Task brief:
Quote every line from the top of the listing down to and including the line that contains "through the setters.".

Provided data:
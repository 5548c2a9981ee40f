use chrono::{DateTime, Duration, Utc};
use serde_json::Value;

use crate::spotify;

/// Owns the Spotify session credentials and the derived access token.
///
/// Credentials are supplied by configuration and may be replaced at runtime
/// through the setters. The access token and its expiry are derived state,
/// refreshed on demand via [`TokenManager::refresh`]. `SpotifyClient` keeps
/// the manager behind a mutex so overlapping invocations cannot race a
/// refresh.
pub struct TokenManager {
    client_id: String,
    client_secret: String,
    refresh_token: String,
    access_token: String,
    expires_at: Option<DateTime<Utc>>,
    last_error: String,
}

impl TokenManager {
    pub fn new(client_id: String, client_secret: String, refresh_token: String) -> Self {
        TokenManager {
            client_id,
            client_secret,
            refresh_token,
            access_token: String::new(),
            expires_at: None,
            last_error: String::new(),
        }
    }

    /// True when no usable access token is held: either none was ever
    /// obtained, or its expiry time has passed.
    pub fn is_expired(&self) -> bool {
        if self.access_token.is_empty() {
            return true;
        }

        match self.expires_at {
            Some(at) => Utc::now() >= at,
            None => true,
        }
    }

    /// Exchanges the refresh token for a new access token.
    ///
    /// Returns true when a non-empty access token is held after the call.
    /// On failure the access token is cleared; a rejection records the
    /// server-provided error text in [`TokenManager::last_error`], while a
    /// transport failure leaves it empty so callers fall back to their
    /// generic connectivity message.
    pub async fn refresh(&mut self) -> bool {
        let response = spotify::auth::exchange_refresh_token(
            &self.client_id,
            &self.client_secret,
            &self.refresh_token,
        )
        .await;

        match response {
            Ok(json) => self.apply_refresh_response(&json),
            Err(_) => {
                self.access_token.clear();
                self.expires_at = None;
                // No server-provided text exists for a transport failure.
                self.last_error.clear();
                false
            }
        }
    }

    /// Interprets a token-endpoint response body and updates the session
    /// state accordingly. Split out of [`TokenManager::refresh`] so the
    /// interpretation is testable without a network.
    pub fn apply_refresh_response(&mut self, json: &Value) -> bool {
        match json["access_token"].as_str() {
            Some(token) if !token.is_empty() => {
                // A response without a lifetime counts as already expired;
                // the next operation triggers another refresh.
                let expires_in = json["expires_in"].as_i64().unwrap_or(0);
                self.access_token = token.to_string();
                self.expires_at = Some(Utc::now() + Duration::seconds(expires_in));
                self.last_error.clear();
                true
            }
            _ => {
                self.access_token.clear();
                self.expires_at = None;
                self.last_error = json["error_description"]
                    .as_str()
                    .or_else(|| json["error"].as_str())
                    .unwrap_or_default()
                    .to_string();
                false
            }
        }
    }

    pub fn access_token(&self) -> &str {
        &self.access_token
    }

    /// String description of the most recent refresh failure. Empty after a
    /// successful refresh.
    pub fn last_error(&self) -> &str {
        &self.last_error
    }

    pub fn client_id(&self) -> &str {
        &self.client_id
    }

    /// Replaces the client id. Returns whether the value changed, so the
    /// calling layer can decide whether to persist its configuration.
    pub fn set_client_id(&mut self, id: &str) -> bool {
        if self.client_id == id {
            return false;
        }
        self.client_id = id.to_string();
        true
    }

    pub fn client_secret(&self) -> &str {
        &self.client_secret
    }

    pub fn set_client_secret(&mut self, secret: &str) -> bool {
        if self.client_secret == secret {
            return false;
        }
        self.client_secret = secret.to_string();
        true
    }

    pub fn refresh_token(&self) -> &str {
        &self.refresh_token
    }

    pub fn set_refresh_token(&mut self, token: &str) -> bool {
        if self.refresh_token == token {
            return false;
        }
        self.refresh_token = token.to_string();
        true
    }
}
use std::time::{Duration, Instant};

use spotlaunch::spotify::SpotifyClient;
use spotlaunch::types::Track;

// Binds an ephemeral port and releases it again, yielding an address that
// refuses connections immediately.
fn unreachable_url(path: &str) -> String {
    let listener = std::net::TcpListener::bind("127.0.0.1:0").expect("bind probe port");
    let addr = listener.local_addr().expect("probe port addr");
    drop(listener);
    format!("http://{}/{}", addr, path)
}

fn create_test_track() -> Track {
    Track {
        id: "track1".to_string(),
        name: "Test Track".to_string(),
        artists: "Test Artist".to_string(),
        album_id: "album1".to_string(),
        album_name: "Test Album".to_string(),
        uri: "spotify:track:track1".to_string(),
        image_url: String::new(),
        is_explicit: false,
    }
}

fn create_test_client() -> SpotifyClient {
    SpotifyClient::new(
        "client-id".to_string(),
        "client-secret".to_string(),
        "refresh-token".to_string(),
    )
}

#[tokio::test]
async fn test_device_wait_gives_up_when_budget_runs_out() {
    unsafe {
        std::env::set_var("SPOTIFY_API_DEVICES_URL", unreachable_url("devices"));
    }

    let client = create_test_client();
    let budget = Duration::from_millis(300);
    let start = Instant::now();

    let played = client
        .wait_for_device_and_play_within(&create_test_track(), budget, Duration::from_millis(50))
        .await;

    // No device ever appears, so the poll must stop on its own.
    assert!(!played);
    assert!(start.elapsed() >= budget);
}

#[tokio::test]
async fn test_refresh_transport_failure_leaves_no_server_error() {
    unsafe {
        std::env::set_var("SPOTIFY_API_TOKEN_URL", unreachable_url("token"));
    }

    let client = create_test_client();

    let refreshed = client.refresh_access_token().await;

    assert!(!refreshed);
    // No server answered, so there is no server-provided text; callers
    // show their generic connectivity message instead.
    assert_eq!(client.last_error().await, "");
}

Task result:
repository 5548c2a9981ee40f
use chrono::{DateTime, Duration, Utc};
use serde_json::Value;

use crate::spotify;

/// Owns the Spotify session credentials and the derived access token.
///
/// Credentials are supplied by configuration and may be replaced at runtime
/// through the setters. The access token and its expiry are derived state,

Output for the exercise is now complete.